Il faut que tu étudies l'allocation dynamique de la mémoire (fonctions malloc() et free() de stdlib.h). La mémoire est alors allouée sur le Tas (heap), et là, t'es peinard.
Tu dois pouvoir écrire ça:


```
unsigned short* tab = malloc( sizeof(short) * 1500 * 10);

if(tab == NULL)
{
    printf("Impossible d'allouer la mémoire.");
    return;
}

tab[0][0] = 3;
```

et ne pas oublier de la libérer

```
free(tab);
```


----------



## Didier Guillion (8 Décembre 2008)

Céroce, une petite remarque, 

je suis d'accord, c'est mieux d'avoir une allocation dynamique, mais dans ce cas, tu ne peut acceder à celle ci comme un tableau à deux dimensions (le compilateur ne connait pas le nombre de colonnes par ligne).
Le 
tab[0][0] = 3; 
n'a pas de signification

 Il faut passer par une fonction ou une macro pour accéder aux différents élements.

Mator, quelques remarques :

- Evite d'utiliser des valeurs comme 1500 directement dans le code utilise systématiquement des constantes :
#define NB_COLONNES 1500

- Quand tu ouvre un fichier, teste systématiquement que le FILE * n'est pas  NULL.

- Et surtout, commente ton code, un source c'est des commentaires avec du code dedant...

Cordialement


----------



## p4bl0 (8 Décembre 2008)

Didier Guillion a dit:


> Céroce, une petite remarque,
> 
> je suis d'accord, c'est mieux d'avoir une allocation dynamique, mais dans ce cas, tu ne peut acceder à celle ci comme un tableau à deux dimensions (le compilateur ne connait pas le nombre de colonnes par ligne).
> Le
> ...


Ou alors allouer un tableau à deux dimensions :

```
int **tab = NULL;
tab = malloc(TABXSIZE * sizeof(int *));
assert(tab != NULL);
for (i = 0; i < TABXSIZE; i++) {
  tab[i] = malloc(TABYSIZE * sizeof(int));
  assert(tab[i] != NULL);
}
```
(faut assert.h pour assert(). Je sais c'est pas très intéressant de testé le malloc parce que ça retourne quasiment jamais voire jamais NULL en fait mais j'ai pris l'habitude et puis bon au cas où...).
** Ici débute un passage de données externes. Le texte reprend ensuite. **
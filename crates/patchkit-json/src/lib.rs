//! JSON document adapter for `patchkit`.
//!
//! Content is a `serde_json::Value`; an address is an RFC 6901 JSON Pointer
//! string. The six operations carry their JSON Patch meanings: `add` inserts
//! at the pointer (object key insert, array index insert, `-` appends),
//! `remove` deletes, `replace` substitutes, `copy`/`move` transfer between
//! pointers, and `test` asserts structural equality with the expected value.
//!
//! Witness handlers are total, so this adapter resolves addressing problems
//! by policy rather than error: a malformed or unresolvable pointer leaves
//! the document unchanged, a `move` whose destination lies inside its source
//! is skipped, and removing the root resets the document to `null` (the
//! adapter's empty content).

use std::mem;

use patchkit::{MutatingPatchable, PatchNode, PatchType, Patchable, PatchedContent};
use serde_json::Value;

pub mod pointer;

use pointer::{get, get_mut, parse_index, parse_pointer};

pub type PatchedJson = PatchedContent<JsonPatch>;
pub type JsonPatchNode = PatchNode<JsonPatch>;
pub type JsonPatchBuilder = patchkit::PatchListBuilder<JsonPatch>;

/// The JSON document content type.
pub struct JsonPatch;

impl PatchType for JsonPatch {
    type Content = Value;
    type Address = String;

    fn empty_content() -> Value {
        Value::Null
    }

    fn patcher() -> Patchable<Self> {
        Patchable {
            added: Some(added),
            removed: Some(removed),
            replaced: Some(replaced),
            copied: Some(copied),
            moved: Some(moved),
            test: Some(test),
        }
    }

    fn mutating_patcher() -> Option<MutatingPatchable<Self>> {
        Some(MutatingPatchable {
            added: Some(add_in_place),
            removed: Some(remove_in_place),
            replaced: Some(replace_in_place),
            copied: Some(copy_in_place),
            moved: Some(move_in_place),
            test: Some(test),
        })
    }
}

// ── Structural edits ───────────────────────────────────────────────────────

fn insert_at(doc: &mut Value, path: &[String], value: Value) {
    if path.is_empty() {
        *doc = value;
        return;
    }
    let (parent_path, key) = path.split_at(path.len() - 1);
    let key = &key[0];
    let Some(parent) = get_mut(doc, parent_path) else {
        return;
    };
    match parent {
        Value::Object(map) => {
            map.insert(key.clone(), value);
        }
        Value::Array(arr) => {
            if key == "-" {
                arr.push(value);
            } else if let Some(idx) = parse_index(key) {
                if idx <= arr.len() {
                    arr.insert(idx, value);
                }
            }
        }
        _ => {}
    }
}

fn remove_at(doc: &mut Value, path: &[String]) -> Option<Value> {
    if path.is_empty() {
        return Some(mem::replace(doc, Value::Null));
    }
    let (parent_path, key) = path.split_at(path.len() - 1);
    let key = &key[0];
    let parent = get_mut(doc, parent_path)?;
    match parent {
        Value::Object(map) => map.shift_remove(key),
        Value::Array(arr) => {
            let idx = parse_index(key)?;
            if idx < arr.len() {
                Some(arr.remove(idx))
            } else {
                None
            }
        }
        _ => None,
    }
}

fn replace_at(doc: &mut Value, path: &[String], value: Value) {
    if path.is_empty() {
        *doc = value;
        return;
    }
    let (parent_path, key) = path.split_at(path.len() - 1);
    let key = &key[0];
    let Some(parent) = get_mut(doc, parent_path) else {
        return;
    };
    match parent {
        // Insert-or-replace for objects; the key need not pre-exist.
        Value::Object(map) => {
            map.insert(key.clone(), value);
        }
        Value::Array(arr) => {
            if let Some(idx) = parse_index(key) {
                if let Some(slot) = arr.get_mut(idx) {
                    *slot = value;
                }
            }
        }
        _ => {}
    }
}

/// `to` must not sit inside `from`; moving a value into itself is skipped.
fn is_prefix_of(from: &[String], to: &[String]) -> bool {
    to.len() >= from.len() && to[..from.len()] == from[..]
}

// ── Pure handlers ──────────────────────────────────────────────────────────

fn added(mut current: Value, content: Value, address: &String) -> Value {
    add_in_place(&mut current, content, address);
    current
}

fn removed(mut current: Value, address: &String) -> Value {
    remove_in_place(&mut current, address);
    current
}

fn replaced(mut current: Value, replacement: Value, address: &String) -> Value {
    replace_in_place(&mut current, replacement, address);
    current
}

fn copied(mut current: Value, from: &String, to: &String) -> Value {
    copy_in_place(&mut current, from, to);
    current
}

fn moved(mut current: Value, from: &String, to: &String) -> Value {
    move_in_place(&mut current, from, to);
    current
}

fn test(current: &Value, expected: &Value, address: &String) -> bool {
    match parse_pointer(address) {
        Some(path) => get(current, &path) == Some(expected),
        None => false,
    }
}

// ── In-place handlers ──────────────────────────────────────────────────────

fn add_in_place(current: &mut Value, content: Value, address: &String) {
    if let Some(path) = parse_pointer(address) {
        insert_at(current, &path, content);
    }
}

fn remove_in_place(current: &mut Value, address: &String) {
    if let Some(path) = parse_pointer(address) {
        remove_at(current, &path);
    }
}

fn replace_in_place(current: &mut Value, replacement: Value, address: &String) {
    if let Some(path) = parse_pointer(address) {
        replace_at(current, &path, replacement);
    }
}

fn copy_in_place(current: &mut Value, from: &String, to: &String) {
    let (Some(from), Some(to)) = (parse_pointer(from), parse_pointer(to)) else {
        return;
    };
    if let Some(value) = get(current, &from).cloned() {
        insert_at(current, &to, value);
    }
}

fn move_in_place(current: &mut Value, from: &String, to: &String) {
    let (Some(from), Some(to)) = (parse_pointer(from), parse_pointer(to)) else {
        return;
    };
    if is_prefix_of(&from, &to) {
        return;
    }
    if let Some(value) = remove_at(current, &from) {
        insert_at(current, &to, value);
    }
}

#[cfg(test)]
mod tests {
    use super::*;
    use serde_json::json;

    #[test]
    fn add_to_object() {
        let doc = added(json!({"a": 1}), json!(2), &"/b".to_string());
        assert_eq!(doc, json!({"a": 1, "b": 2}));
    }

    #[test]
    fn add_to_array_and_append() {
        let doc = added(json!([1, 2, 3]), json!(99), &"/1".to_string());
        assert_eq!(doc, json!([1, 99, 2, 3]));

        let doc = added(json!([1, 2]), json!(3), &"/-".to_string());
        assert_eq!(doc, json!([1, 2, 3]));
    }

    #[test]
    fn add_at_root_replaces_the_document() {
        let doc = added(json!({"a": 1}), json!([true]), &String::new());
        assert_eq!(doc, json!([true]));
    }

    #[test]
    fn remove_from_object_and_array() {
        let doc = removed(json!({"a": 1, "b": 2}), &"/a".to_string());
        assert_eq!(doc, json!({"b": 2}));

        let doc = removed(json!([1, 2, 3]), &"/1".to_string());
        assert_eq!(doc, json!([1, 3]));
    }

    #[test]
    fn remove_at_root_resets_to_null() {
        let doc = removed(json!({"a": 1}), &String::new());
        assert_eq!(doc, Value::Null);
    }

    #[test]
    fn replace_value_in_object_and_array() {
        let doc = replaced(json!({"a": 1}), json!(99), &"/a".to_string());
        assert_eq!(doc, json!({"a": 99}));

        let doc = replaced(json!([1, 2]), json!(9), &"/0".to_string());
        assert_eq!(doc, json!([9, 2]));
    }

    #[test]
    fn copy_duplicates_a_subtree() {
        let doc = copied(
            json!({"a": {"x": 1}, "b": {}}),
            &"/a/x".to_string(),
            &"/b/x".to_string(),
        );
        assert_eq!(doc["b"]["x"], json!(1));
    }

    #[test]
    fn move_relocates_a_value() {
        let doc = moved(json!({"a": 1, "b": 2}), &"/a".to_string(), &"/c".to_string());
        assert_eq!(doc, json!({"b": 2, "c": 1}));
    }

    #[test]
    fn move_into_own_subtree_is_skipped() {
        let original = json!({"a": {"x": 1}});
        let doc = moved(original.clone(), &"/a".to_string(), &"/a/x".to_string());
        assert_eq!(doc, original);
    }

    #[test]
    fn test_compares_structurally() {
        let doc = json!({"a": 42, "s": "hi"});
        assert!(test(&doc, &json!(42), &"/a".to_string()));
        assert!(!test(&doc, &json!(99), &"/a".to_string()));
        assert!(!test(&doc, &json!(1), &"/missing".to_string()));
        assert!(test(&doc, &doc.clone(), &String::new()));
    }

    #[test]
    fn unresolvable_pointers_are_no_ops() {
        let original = json!({"a": [1, 2]});
        let doc = added(original.clone(), json!(5), &"/a/9".to_string());
        assert_eq!(doc, original);
        let doc = removed(original.clone(), &"/zzz".to_string());
        assert_eq!(doc, original);
        let doc = replaced(original.clone(), json!(5), &"not a pointer".to_string());
        assert_eq!(doc, original);
    }

    #[test]
    fn escaped_components_resolve() {
        let doc = json!({"a/b": 1, "c~d": 2});
        assert!(test(&doc, &json!(1), &"/a~1b".to_string()));
        assert!(test(&doc, &json!(2), &"/c~0d".to_string()));
    }
}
Mais ce code n'est pas intéressant si TABXSIZE et TABYSIZE sont prévu à l'avance.

En l'occurence plutôt que 1500 faire l'allocation après avoir demandé la valeur de x serait pas une mauvaise idée.



Didier Guillion a dit:


> Mator, quelques remarques :
> 
> - Evite d'utiliser des valeurs comme 1500 directement dans le code utilise systématiquement des constantes :
> #define NB_COLONNES 1500
> ...


Sur le dernier point j'ai juste un truc à dire.
Je pense tout simplement que c'est faux. Un bon code = un code avec peu de comments.
(dans le sens où y en a pas besoin des comments).

Je m'explique.
Si les noms de mes variables et fonctions (attributs, méthodes et classes, peu importe) sont assez explicite, j'ai pas besoin de comment à deux franc qui disent à quoi correspond quoi.
/* n, b et c sont le nombre de machin, la valeur de bidule et le coût de truc */
int n, b, c;
int nbMachin, biduleValue, trucCost;
C'est un exemple bidon mais perso je préfère cette ligne au deux précédentes

Quelqu'un qui lis du code est censé savoir lire du code donc utiliser des bons noms dans son code évitent déjà beaucoup de comments.
Ensuite ça sert à rien d'expliqué des truc à la con genre /* boucle principale */. Si le lecteur vois pas ça...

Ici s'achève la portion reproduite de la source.